In the 31 years, I have been practicing retail financial services and retirement income planning, I have never been a big proponent of annuities, in general. My research found annuities to be too expensive and complex; too rigid and not tax efficient. But recently, when two of my wealthy, cautious investors expressed interest in annuities, it caught my attention. Subsequent research led me to rethink my position on annuities, particularly fixed indexed annuities (aka FIA). And especially fixed indexed annuities with guaranteed lifetime income riders.
The evolution of fixed annuities and income riders has led me to believe that many pre-retiree investors should consider these investments as part of an overall retirement income strategy. Like any investment, there are pros and cons, and they are not for everyone, but understating all your options in the rapidly changing world of retail financial services and income solutions, can only help.
The need for guaranteed income beyond social security is obvious. Many retirees can rely on minimum distributions from IRA’s and retirement accounts and systematic withdrawals from taxable accounts for retirement security and make out fine if it is all managed properly. The unique feature of annuities, however, is contractually guaranteed income. When utilized in the context of an overall plan, annuities can improve your retirement outcome by protecting against two systemic risks faced by retirees: The sequence of returns and longevity. The sequence of return risk is the chance that your securities portfolio will perform poorly at the worst possible time; when you begin your withdrawals early in retirement. Longevity risk is the possibility that you live longer than you expect. Perhaps much longer.
A fixed indexed annuity is an investment that is credited a return subject to a floor and a “cap” or a floor and a “participation rate”. The following is a hypothetic illustration of a fixed indexed annuity with a floor and a cap.
Figure 1.0 │ Hypothetical FIA with Floor and Cap
In this example, the account will earn credit each year based on the change in the price of the S&P 500 fund subject to a floor of 0% and a cap of 6.50% (monthly average) or 5.75% (One year point to point) So, if the S&P goes down by any amount you can’t lose anything, you are credited 0. If it rises by more than 6.50% (for monthly average) or 5.75% (for the one year point to point measure), then you earn the appropriate cap. And if it’s in between (i.e. 3%, 4%, 5%), you earn precisely that much credit.
Next is a hypothetical example of a fixed indexed annuity with a floor and a participation rate
Figure 1.1 │ Hypothetical FIA with Floor and Participation Rate
In this example, you earn credit based on the floor of 0% and a cap of 45% of the positive change in the S&P 500 over one year. Once again, if the S&P 500 drops, your account is unchanged. If the S&P 500 rises by 10%, you earn 4.5% (which is 45% of the positive change). If it rises by 12%, you earn 5.4% and so forth. In this scenario, the current participation rate is 45% in the first year but can drop to as low as 15% in future years (the minimum participation rate). This brings up a very important point. You always want to be aware of possible changes to caps and participation rates and choose annuity providers that have a very steady history in this regard.

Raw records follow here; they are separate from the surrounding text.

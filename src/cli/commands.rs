//! CLI command implementations
//!
//! All command functions return `CliResult<ExitCode>` instead of calling
//! `process::exit`. Error handling and exits happen in the top-level `run()`.

use std::io::{self, Write};

use crate::config::RunConfig;
use crate::runner::{ConsoleReporter, Discovery, Orchestrator, run_suite};

use super::{CliError, CliResult, ExitCode};

/// Run every case and exit with the number of failures.
pub fn run_tests(config: &RunConfig) -> CliResult<ExitCode> {
    let orchestrator = Orchestrator::from_config(config);
    let mut reporter = ConsoleReporter::stdio(config.echoes_commands());
    let status = run_suite(config, &orchestrator, &mut reporter).map_err(CliError::diagnostic)?;
    Ok(ExitCode(status))
}

/// Print the cases a run would execute, marking the ones discovery rejected.
pub fn list_cases(config: &RunConfig) -> CliResult<ExitCode> {
    let cases = Discovery::from_config(config)
        .discover()
        .map_err(CliError::diagnostic)?;

    let mut out = io::stdout().lock();
    for discovered in &cases {
        let line = match &discovered.case {
            Ok(case) => format!("{} ({})", discovered.name, case.spec.display()),
            Err(err) => format!("{} (invalid: {})", discovered.name, err),
        };
        writeln!(out, "{}", line).map_err(|e| CliError::failure(format!("Error writing case list: {}", e)))?;
    }
    Ok(ExitCode::SUCCESS)
}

In both scenarios (cap and participation rate) the underlying concept is the same; the insurance company is compressing the “range of outcomes” of the S&P 500. The effect of which is to limit the downside, as well as the upside, which can be very appealing for adverse risk investors nearing retirement. It can also be a viable alternative for fixed income or fixed dollar investments in today’s market.
The FIA feature with the most appeal is the guaranteed income rider. Adding this rider (for an additional cost) will provide contractually guaranteed income for your lifetime (or your and your spouse’s lifetime if you choose a joint lifetime income). The provider will illustrate how much income is contractually guaranteed at various ages (see Figure 1.2 below). When you begin to take this income, it will reduce your principal balance which is continuing to earn credits based on your floor and cap or participation rate, but even if your principal reduces to 0, the income is contractually guaranteed to continue for your lifetimes.
Figure 1.2 │ Hypothetical FIA with Guaranteed Income Rider
With 10,000 baby boomers turning 65 every day and defined benefit pension plans gone the way of the payphone; guaranteed income products are required more than ever. Experts have long recognized traditional single premium immediate annuities as a viable income solution but losing control of principal has been a big deterrent for many investors. With the recent evolution of annuities, particularly FIA’s with income riders that allow control of principal, downside protection and some equity upside potential, the time has come to re-think annuities.